Pediatric Considerations

  • Most cases of ASD are detected and corrected in the pediatric population.
  • The smaller the defect and the younger the child, the greater the chance of spontaneous closure.

Epidemiology

Incidence

  • Predominant age: present from birth, may be diagnosed at any age
  • Female-to-male ratio 2–4:1 (2)
  • No race predilection
  • 1/1,500 live births (2)
  • Ostium secundum alone accounts for >90% of all congenital heart lesions in the adult population (3)

Prevalence
ASDs account for 13% of congenital heart disorders.

Etiology and Pathophysiology

  • Flow across ASD usually left-to-right shunt because of higher left-sided pressures:
    • Minimal right-to-left shunting in early ventricular systole, especially during inspiration
    • Increased right-sided pressure/pulmonary arterial hypertension can cause reversal of shunt flow (Eisenmenger syndrome) with resulting cyanosis and clubbing.
  • Symptoms typically occur due to right ventricular and pulmonary vascular volume overload and right-sided heart failure.

Genetics

  • Majority of cases are spontaneous, although rare familial cases exist (2).
  • 25% prevalence in Down syndrome
  • 5% with chromosomal abnormalities

Risk Factors

  • Family history, other congenital heart defects
  • Maternal age >35 years
  • Gestational exposures: thalidomide, alcohol, tobacco, elevated blood glucose (4).

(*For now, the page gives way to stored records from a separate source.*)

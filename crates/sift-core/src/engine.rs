use std::fs;
use std::path::{Path, PathBuf};
use std::sync::Arc;

use anyhow::{Context, Result};
use serde::Serialize;
use sha2::{Digest, Sha256};

use crate::cache::{file_identity, CacheDescriptor, FileCache};
use crate::config::EffectiveConfiguration;
use crate::driver::analyze;
use crate::fixer::fix_until_converged;
use crate::parser::Parser;
use crate::problem::{Problem, Severity};
use crate::registry::{PluginLoader, Registry};
use crate::resolver::ConfigResolver;

pub const TOOL_VERSION: &str = env!("CARGO_PKG_VERSION");

pub fn sha256_hex(bytes: &[u8]) -> String {
    let mut hasher = Sha256::new();
    hasher.update(bytes);
    let digest = hasher.finalize();
    let mut out = String::with_capacity(digest.len() * 2);
    for byte in digest {
        out.push_str(&format!("{byte:02x}"));
    }
    out
}

/// Hash identifying one effective configuration under one tool version.
/// Serialization is stable: every map inside is ordered.
pub fn config_hash(config: &EffectiveConfiguration) -> String {
    let json = serde_json::to_string(config).unwrap_or_default();
    sha256_hex(format!("{TOOL_VERSION}_{json}").as_bytes())
}

/// Why a target was ignored rather than analyzed.
#[derive(Debug, Clone, Copy, PartialEq, Eq)]
pub enum IgnoreKind {
    Dotfile,
    Pattern,
}

/// One file the engine was asked to look at. Ignored targets still produce
/// a result so the caller can explain why nothing happened.
#[derive(Debug, Clone)]
pub struct Target {
    pub path: PathBuf,
    pub ignored: Option<IgnoreKind>,
}

impl Target {
    pub fn file(path: impl Into<PathBuf>) -> Self {
        Target {
            path: path.into(),
            ignored: None,
        }
    }

    pub fn ignored(path: impl Into<PathBuf>, kind: IgnoreKind) -> Self {
        Target {
            path: path.into(),
            ignored: Some(kind),
        }
    }
}

#[derive(Debug, Clone, Serialize)]
pub struct FileResult {
    pub path: PathBuf,
    pub problems: Vec<Problem>,
    pub error_count: usize,
    pub warning_count: usize,
    /// Fixed text, present only when fixing changed the file.
    #[serde(skip_serializing_if = "Option::is_none")]
    pub output: Option<String>,
}

impl FileResult {
    fn from_problems(path: PathBuf, problems: Vec<Problem>, output: Option<String>) -> Self {
        let error_count = problems.iter().filter(|p| p.is_error()).count();
        let warning_count = problems.len() - error_count;
        FileResult {
            path,
            problems,
            error_count,
            warning_count,
            output,
        }
    }

    fn clean(path: PathBuf) -> Self {
        FileResult {
            path,
            problems: Vec::new(),
            error_count: 0,
            warning_count: 0,
            output: None,
        }
    }

    fn ignored(path: PathBuf, kind: IgnoreKind) -> Self {
        let message = match kind {
            IgnoreKind::Dotfile => {
                "File ignored by default. Use a negated ignore pattern to check it."
            }
            IgnoreKind::Pattern => {
                "File ignored because of a matching ignore pattern. Use --no-ignore to override."
            }
        };
        let mut problem = Problem::new(message, 1, 1, 0, 0);
        problem.severity = Severity::Warn;
        FileResult::from_problems(path, vec![problem], None)
    }
}

#[derive(Debug, Clone, Serialize)]
pub struct RunReport {
    pub results: Vec<FileResult>,
    pub error_count: usize,
    pub warning_count: usize,
}

#[derive(Debug, Clone)]
pub struct EngineOptions {
    pub fix: bool,
    pub cache: bool,
    pub cache_location: PathBuf,
}

impl Default for EngineOptions {
    fn default() -> Self {
        EngineOptions {
            fix: false,
            cache: false,
            cache_location: PathBuf::from(".siftcache"),
        }
    }
}

/// Ties the resolver, registry, driver, fixer, and cache together for one
/// run over a set of targets.
pub struct Engine {
    options: EngineOptions,
    registry: Registry,
    resolver: ConfigResolver,
    parser: Box<dyn Parser>,
    loader: Box<dyn PluginLoader>,
}

impl Engine {
    pub fn new(
        options: EngineOptions,
        registry: Registry,
        resolver: ConfigResolver,
        parser: Box<dyn Parser>,
        loader: Box<dyn PluginLoader>,
    ) -> Self {
        Engine {
            options,
            registry,
            resolver,
            parser,
            loader,
        }
    }

    pub fn run(&mut self, targets: &[Target]) -> Result<RunReport> {
        let mut cache = FileCache::load(&self.options.cache_location)
            .context("loading analysis cache")?;
        if !self.options.cache {
            cache
                .discard_persisted()
                .context("discarding stale analysis cache")?;
        }

        // The hash is recomputed only when the resolved configuration is a
        // different allocation than the previous file's.
        let mut hashed: Option<(Arc<EffectiveConfiguration>, String)> = None;
        let mut results = Vec::with_capacity(targets.len());

        for target in targets {
            if let Some(kind) = target.ignored {
                results.push(FileResult::ignored(target.path.clone(), kind));
                continue;
            }

            let config = self
                .resolver
                .resolve(&target.path, &mut self.registry, self.loader.as_ref())
                .map_err(anyhow::Error::new)
                .with_context(|| format!("resolving configuration for {}", target.path.display()))?;
            let hash = match &hashed {
                Some((previous, hash)) if Arc::ptr_eq(previous, &config) => hash.clone(),
                _ => {
                    let hash = config_hash(&config);
                    hashed = Some((Arc::clone(&config), hash.clone()));
                    hash
                }
            };

            let identity = if self.options.cache {
                let identity = file_identity(&target.path)
                    .with_context(|| format!("stat {}", target.path.display()))?;
                let fresh = cache
                    .get(&target.path)
                    .is_some_and(|d| d.is_fresh(identity, &hash));
                if fresh {
                    results.push(FileResult::clean(target.path.clone()));
                    continue;
                }
                Some(identity)
            } else {
                None
            };

            let text = fs::read_to_string(&target.path)
                .with_context(|| format!("reading {}", target.path.display()))?;
            let result = self.check_text(&target.path, &text, &config);

            if self.options.cache {
                let clean = result.problems.is_empty() && result.output.is_none();
                match (clean, identity) {
                    (true, Some(identity)) => cache.set(
                        target.path.clone(),
                        CacheDescriptor {
                            identity,
                            config_hash: hash,
                        },
                    ),
                    _ => cache.remove(&target.path),
                }
            }
            results.push(result);
        }

        if self.options.cache {
            cache.flush().context("writing analysis cache")?;
        }

        let error_count = results.iter().map(|r| r.error_count).sum();
        let warning_count = results.iter().map(|r| r.warning_count).sum();
        Ok(RunReport {
            results,
            error_count,
            warning_count,
        })
    }

    /// Checks one in-memory string as if it lived at `virtual_path`, which
    /// anchors both config discovery and the reported path.
    pub fn run_text(&mut self, text: &str, virtual_path: &Path) -> Result<RunReport> {
        let config = self
            .resolver
            .resolve(virtual_path, &mut self.registry, self.loader.as_ref())
            .map_err(anyhow::Error::new)
            .with_context(|| format!("resolving configuration for {}", virtual_path.display()))?;
        let result = self.check_text(virtual_path, text, &config);
        let error_count = result.error_count;
        let warning_count = result.warning_count;
        Ok(RunReport {
            results: vec![result],
            error_count,
            warning_count,
        })
    }

    fn check_text(
        &self,
        path: &Path,
        text: &str,
        config: &EffectiveConfiguration,
    ) -> FileResult {
        if self.options.fix {
            let report =
                fix_until_converged(path, text, config, &self.registry, self.parser.as_ref());
            let output = (report.fixed && report.output != text).then_some(report.output);
            FileResult::from_problems(path.to_path_buf(), report.problems, output)
        } else {
            let problems = analyze(path, text, config, &self.registry, self.parser.as_ref());
            FileResult::from_problems(path.to_path_buf(), problems, None)
        }
    }

    /// Writes every fixed output in the report back to its file.
    pub fn write_fixes(report: &RunReport) -> Result<()> {
        for result in &report.results {
            if let Some(output) = &result.output {
                fs::write(&result.path, output)
                    .with_context(|| format!("writing fixes to {}", result.path.display()))?;
            }
        }
        Ok(())
    }
}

Commonly Associated Conditions

  • 70% ASDs are isolated but may occur as a component of other complex cardiac structural defects, including anomalous pulmonary venous return.
  • May be associated with rare underlying genetic syndromes, including Holt-Oram (ASD present in 66%), Ellis-van Creveld, VACTERL syndrome, Down syndrome, or Noonan syndrome (4)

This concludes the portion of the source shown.